Wherever a line in the records below contains "Display", copy that line.

Stored items

***

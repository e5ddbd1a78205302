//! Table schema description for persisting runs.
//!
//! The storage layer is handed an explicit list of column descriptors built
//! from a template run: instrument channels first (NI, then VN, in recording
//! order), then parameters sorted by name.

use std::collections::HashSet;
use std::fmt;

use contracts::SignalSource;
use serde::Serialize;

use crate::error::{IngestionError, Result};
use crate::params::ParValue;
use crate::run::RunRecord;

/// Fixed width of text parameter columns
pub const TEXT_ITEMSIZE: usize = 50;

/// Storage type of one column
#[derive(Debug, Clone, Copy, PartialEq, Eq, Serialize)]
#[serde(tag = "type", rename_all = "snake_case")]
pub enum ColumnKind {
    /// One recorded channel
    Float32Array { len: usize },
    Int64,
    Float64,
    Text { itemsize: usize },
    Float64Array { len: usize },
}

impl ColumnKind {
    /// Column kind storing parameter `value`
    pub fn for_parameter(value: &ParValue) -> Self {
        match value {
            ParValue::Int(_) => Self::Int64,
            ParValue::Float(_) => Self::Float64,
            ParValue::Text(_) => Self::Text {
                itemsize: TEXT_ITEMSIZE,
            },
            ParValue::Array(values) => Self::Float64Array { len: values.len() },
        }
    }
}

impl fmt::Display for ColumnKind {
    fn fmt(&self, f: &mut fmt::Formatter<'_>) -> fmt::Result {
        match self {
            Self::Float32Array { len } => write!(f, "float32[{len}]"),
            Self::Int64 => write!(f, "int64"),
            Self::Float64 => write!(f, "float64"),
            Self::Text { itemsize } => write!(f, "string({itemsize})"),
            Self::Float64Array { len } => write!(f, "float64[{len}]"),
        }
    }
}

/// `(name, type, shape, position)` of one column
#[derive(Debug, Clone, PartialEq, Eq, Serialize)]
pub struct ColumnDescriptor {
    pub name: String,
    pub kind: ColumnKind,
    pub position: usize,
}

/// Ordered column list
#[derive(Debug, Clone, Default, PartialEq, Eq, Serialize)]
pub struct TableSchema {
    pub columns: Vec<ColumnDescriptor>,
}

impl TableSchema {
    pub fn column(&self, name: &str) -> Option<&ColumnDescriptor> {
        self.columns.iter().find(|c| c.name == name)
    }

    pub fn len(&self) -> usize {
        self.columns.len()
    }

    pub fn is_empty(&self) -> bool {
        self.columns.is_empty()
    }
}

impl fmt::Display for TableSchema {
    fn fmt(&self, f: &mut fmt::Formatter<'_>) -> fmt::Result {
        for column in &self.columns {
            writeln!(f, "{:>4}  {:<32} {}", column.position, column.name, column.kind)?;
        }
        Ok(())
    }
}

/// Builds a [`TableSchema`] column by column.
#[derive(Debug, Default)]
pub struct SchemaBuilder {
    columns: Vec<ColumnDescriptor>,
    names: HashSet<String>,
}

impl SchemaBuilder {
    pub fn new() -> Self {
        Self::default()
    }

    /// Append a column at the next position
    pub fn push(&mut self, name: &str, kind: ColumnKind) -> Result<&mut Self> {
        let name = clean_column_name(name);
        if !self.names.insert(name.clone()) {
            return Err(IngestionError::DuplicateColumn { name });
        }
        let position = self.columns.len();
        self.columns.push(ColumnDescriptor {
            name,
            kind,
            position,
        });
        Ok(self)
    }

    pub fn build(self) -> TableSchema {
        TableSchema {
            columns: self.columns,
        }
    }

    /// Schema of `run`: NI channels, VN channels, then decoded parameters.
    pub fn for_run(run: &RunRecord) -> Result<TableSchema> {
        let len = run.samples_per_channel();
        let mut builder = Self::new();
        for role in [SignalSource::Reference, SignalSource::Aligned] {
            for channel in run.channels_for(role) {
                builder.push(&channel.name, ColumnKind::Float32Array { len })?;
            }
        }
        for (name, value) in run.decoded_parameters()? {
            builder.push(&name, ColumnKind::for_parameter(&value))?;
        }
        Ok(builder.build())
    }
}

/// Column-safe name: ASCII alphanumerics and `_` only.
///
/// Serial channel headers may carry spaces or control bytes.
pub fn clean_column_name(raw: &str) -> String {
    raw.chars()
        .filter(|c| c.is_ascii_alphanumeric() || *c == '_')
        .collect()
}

***

» **Written answer**:
impl fmt::Display for ColumnKind {
impl fmt::Display for TableSchema {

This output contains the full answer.